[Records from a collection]
BEGIN
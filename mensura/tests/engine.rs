//! End-to-end conversions through the public surface.

use mensura::{convert, convert_exact, units, Number, Unit, UnitError};

fn close_to(actual: f64, expected: f64, places: i32) {
    let tol = 10f64.powi(-places) / 2.0;
    assert!(
        (actual - expected).abs() < tol,
        "{actual} != {expected} to {places} places"
    );
}

#[test]
fn square_inches_to_square_millimeters() {
    close_to(convert(129.5674, "in²", "mm²").unwrap(), 83591.704, 3);
}

#[test]
fn gallons_to_liters() {
    close_to(convert(3.657, "gal", "l").unwrap(), 13.843, 3);
}

#[test]
fn grams_to_pounds() {
    close_to(convert(500.679, "g", "lb").unwrap(), 1.104, 3);
}

#[test]
fn miles_per_hour_to_kilometers_per_hour() {
    close_to(convert(132.7, "mi/h", "km/h").unwrap(), 213.560, 3);
}

#[test]
fn poise_to_pascal_seconds() {
    close_to(convert(1.0, "P", "Pa·s").unwrap(), 0.1, 9);
}

#[test]
fn inches_of_mercury_to_psi() {
    close_to(convert(50.34, "inHg", "psi").unwrap(), 24.725, 3);
}

#[test]
fn temperature_scales() {
    close_to(convert(0, "°C", "K").unwrap(), 273.15, 9);
    close_to(convert(32, "°F", "°C").unwrap(), 0.0, 9);
    close_to(convert(100, "°C", "°F").unwrap(), 212.0, 9);
}

#[test]
fn compound_algebra_speed_ratio() {
    let ratio = 60.0 * (units::mi() / units::h()) / (units::km() / units::h());
    assert!(ratio.is_dimensionless());
    close_to(ratio.to_f64().unwrap(), 96.56064, 4);
}

#[test]
fn exponent_spellings_reduce_identically() {
    let canonical = Unit::parse("in³").unwrap();
    for spelling in ["in^3", "in**3", "cu in"] {
        let u = Unit::parse(spelling).unwrap();
        assert_eq!(u.dimension, canonical.dimension, "{spelling}");
        assert_eq!(u.factor, canonical.factor, "{spelling}");
    }
}

#[test]
fn incompatible_error_names_both_sides() {
    let err = convert(1, "m", "kg").unwrap_err();
    let msg = err.to_string();
    assert!(matches!(err, UnitError::Incompatible { .. }));
    assert!(msg.contains('m') && msg.contains("kg"), "{msg}");
    assert!(msg.contains('L') && msg.contains('M'), "{msg}");
}

#[test]
fn round_trips_are_stable() {
    for (x, a, b) in [
        (3.657, "gal", "l"),
        (129.5674, "in²", "mm²"),
        (50.34, "inHg", "psi"),
        (1.75, "kg/m³", "lb/ft³"),
    ] {
        let there = convert(x, a, b).unwrap();
        let back = convert(there, b, a).unwrap();
        assert!(
            (back - x).abs() <= 4.0 * f64::EPSILON * x.abs(),
            "{a}→{b}: {x} came back as {back}"
        );
    }
}

#[test]
fn prefix_law_is_exact() {
    for (prefixed, bare, factor) in [
        ("km", "m", "1000"),
        ("mg", "g", "0.001"),
        ("daL", "L", "10"),
        ("µs", "s", "0.000001"),
        ("GW", "W", "1000000000"),
    ] {
        let exact = convert_exact(1, prefixed, bare).unwrap();
        assert_eq!(exact, Number::from_str(factor).unwrap(), "{prefixed}");
    }
}

#[test]
fn exponent_law() {
    // dimensionless u: uⁿ stays convertible to u
    close_to(convert(1, "rad²", "rad").unwrap(), 1.0, 9);
    // non-dimensionless u: uⁿ for n ≠ 1 changes the vector
    assert!(convert(1, "m²", "m").is_err());
    close_to(convert(1, "m^1", "m").unwrap(), 1.0, 9);
}

#[test]
fn affine_compositions_are_self_inverse() {
    for (x, a, b) in [(-40.0, "°C", "°F"), (373.15, "K", "°C"), (0.0, "°R", "K")] {
        let there = convert(x, a, b).unwrap();
        let back = convert(there, b, a).unwrap();
        close_to(back, x, 9);
    }
    // -40 is the °C/°F fixed point
    close_to(convert(-40, "°C", "°F").unwrap(), -40.0, 9);
}

#[test]
fn rankine_is_proportional_to_kelvin() {
    close_to(convert(100, "K", "°R").unwrap(), 180.0, 9);
    close_to(convert(0, "K", "°R").unwrap(), 0.0, 9);
}

#[test]
fn whitespace_and_dot_are_interchangeable() {
    for spelling in ["N·m", "N m", "N * m"] {
        let u = Unit::parse(spelling).unwrap();
        assert_eq!(u.dimension, Unit::parse("J").unwrap().dimension, "{spelling}");
    }
}

#[test]
fn column_pressures_compose_from_length_times_column() {
    close_to(convert(1.0, "mH₂O", "Pa").unwrap(), 9806.65, 6);
    close_to(convert(760.0, "mmHg", "atm").unwrap(), 1.0000001, 6);
    close_to(convert(1.0, "mO₂", "Pa").unwrap(), 11189.4, 6);
}

#[test]
fn measurement_arithmetic_converts_operands() {
    let total = (1.0 * units::km()).add(&(250.0 * units::m())).unwrap();
    assert_eq!(total.unit.symbol, "km");
    close_to(total.to_f64().unwrap(), 1.25, 9);

    let err = (1.0 * units::km()).add(&(1.0 * units::s())).unwrap_err();
    assert!(matches!(err, UnitError::Incompatible { .. }));
}

#[test]
fn pending_conversion_applies_on_multiply() {
    let pending = (units::mi() / units::km()).as_conversion().unwrap().clone();
    close_to(3.0 * pending, 4.828032, 9);
}

#[test]
fn data_units_share_the_zero_vector() {
    close_to(convert(1, "KiB", "B").unwrap(), 1024.0, 9);
    close_to(convert(8, "bit", "B").unwrap(), 1.0, 9);
}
END
Could you return every record above exactly as written?

filename mensura/tests/engine.rs
//! End-to-end conversions through the public surface.

use mensura::{convert, convert_exact, units, Number, Unit, UnitError};

fn close_to(actual: f64, expected: f64, places: i32) {
    let tol = 10f64.powi(-places) / 2.0;
    assert!(
        (actual - expected).abs() < tol,
        "{actual} != {expected} to {places} places"
    );
}

#[test]
fn square_inches_to_square_millimeters() {
    close_to(convert(129.5674, "in²", "mm²").unwrap(), 83591.704, 3);
}

#[test]
fn gallons_to_liters() {
    close_to(convert(3.657, "gal", "l").unwrap(), 13.843, 3);
}

#[test]
fn grams_to_pounds() {
    close_to(convert(500.679, "g", "lb").unwrap(), 1.104, 3);
}

#[test]
fn miles_per_hour_to_kilometers_per_hour() {
    close_to(convert(132.7, "mi/h", "km/h").unwrap(), 213.560, 3);
}

#[test]
fn poise_to_pascal_seconds() {
    close_to(convert(1.0, "P", "Pa·s").unwrap(), 0.1, 9);
}

#[test]
fn inches_of_mercury_to_psi() {
    close_to(convert(50.34, "inHg", "psi").unwrap(), 24.725, 3);
}

#[test]
fn temperature_scales() {
    close_to(convert(0, "°C", "K").unwrap(), 273.15, 9);
    close_to(convert(32, "°F", "°C").unwrap(), 0.0, 9);
    close_to(convert(100, "°C", "°F").unwrap(), 212.0, 9);
}

#[test]
fn compound_algebra_speed_ratio() {
    let ratio = 60.0 * (units::mi() / units::h()) / (units::km() / units::h());
    assert!(ratio.is_dimensionless());
    close_to(ratio.to_f64().unwrap(), 96.56064, 4);
}

#[test]
fn exponent_spellings_reduce_identically() {
    let canonical = Unit::parse("in³").unwrap();
    for spelling in ["in^3", "in**3", "cu in"] {
        let u = Unit::parse(spelling).unwrap();
        assert_eq!(u.dimension, canonical.dimension, "{spelling}");
        assert_eq!(u.factor, canonical.factor, "{spelling}");
    }
}

#[test]
fn incompatible_error_names_both_sides() {
    let err = convert(1, "m", "kg").unwrap_err();
    let msg = err.to_string();
    assert!(matches!(err, UnitError::Incompatible { .. }));
    assert!(msg.contains('m') && msg.contains("kg"), "{msg}");
    assert!(msg.contains('L') && msg.contains('M'), "{msg}");
}

#[test]
fn round_trips_are_stable() {
    for (x, a, b) in [
        (3.657, "gal", "l"),
        (129.5674, "in²", "mm²"),
        (50.34, "inHg", "psi"),
        (1.75, "kg/m³", "lb/ft³"),
    ] {
        let there = convert(x, a, b).unwrap();
        let back = convert(there, b, a).unwrap();
        assert!(
            (back - x).abs() <= 4.0 * f64::EPSILON * x.abs(),
            "{a}→{b}: {x} came back as {back}"
        );
    }
}

#[test]
fn prefix_law_is_exact() {
    for (prefixed, bare, factor) in [
        ("km", "m", "1000"),
        ("mg", "g", "0.001"),
        ("daL", "L", "10"),
        ("µs", "s", "0.000001"),
        ("GW", "W", "1000000000"),
    ] {
        let exact = convert_exact(1, prefixed, bare).unwrap();
        assert_eq!(exact, Number::from_str(factor).unwrap(), "{prefixed}");
    }
}

#[test]
fn exponent_law() {
    // dimensionless u: uⁿ stays convertible to u
    close_to(convert(1, "rad²", "rad").unwrap(), 1.0, 9);
    // non-dimensionless u: uⁿ for n ≠ 1 changes the vector
    assert!(convert(1, "m²", "m").is_err());
    close_to(convert(1, "m^1", "m").unwrap(), 1.0, 9);
}

#[test]
fn affine_compositions_are_self_inverse() {
    for (x, a, b) in [(-40.0, "°C", "°F"), (373.15, "K", "°C"), (0.0, "°R", "K")] {
        let there = convert(x, a, b).unwrap();
        let back = convert(there, b, a).unwrap();
        close_to(back, x, 9);
    }
    // -40 is the °C/°F fixed point
    close_to(convert(-40, "°C", "°F").unwrap(), -40.0, 9);
}

#[test]
fn rankine_is_proportional_to_kelvin() {
    close_to(convert(100, "K", "°R").unwrap(), 180.0, 9);
    close_to(convert(0, "K", "°R").unwrap(), 0.0, 9);
}

#[test]
fn whitespace_and_dot_are_interchangeable() {
    for spelling in ["N·m", "N m", "N * m"] {
        let u = Unit::parse(spelling).unwrap();
        assert_eq!(u.dimension, Unit::parse("J").unwrap().dimension, "{spelling}");
    }
}

#[test]
fn column_pressures_compose_from_length_times_column() {
    close_to(convert(1.0, "mH₂O", "Pa").unwrap(), 9806.65, 6);
    close_to(convert(760.0, "mmHg", "atm").unwrap(), 1.0000001, 6);
    close_to(convert(1.0, "mO₂", "Pa").unwrap(), 11189.4, 6);
}

#[test]
fn measurement_arithmetic_converts_operands() {
    let total = (1.0 * units::km()).add(&(250.0 * units::m())).unwrap();
    assert_eq!(total.unit.symbol, "km");
    close_to(total.to_f64().unwrap(), 1.25, 9);

    let err = (1.0 * units::km()).add(&(1.0 * units::s())).unwrap_err();
    assert!(matches!(err, UnitError::Incompatible { .. }));
}

#[test]
fn pending_conversion_applies_on_multiply() {
    let pending = (units::mi() / units::km()).as_conversion().unwrap().clone();
    close_to(3.0 * pending, 4.828032, 9);
}

#[test]
fn data_units_share_the_zero_vector() {
    close_to(convert(1, "KiB", "B").unwrap(), 1024.0, 9);
    close_to(convert(8, "bit", "B").unwrap(), 1.0, 9);
}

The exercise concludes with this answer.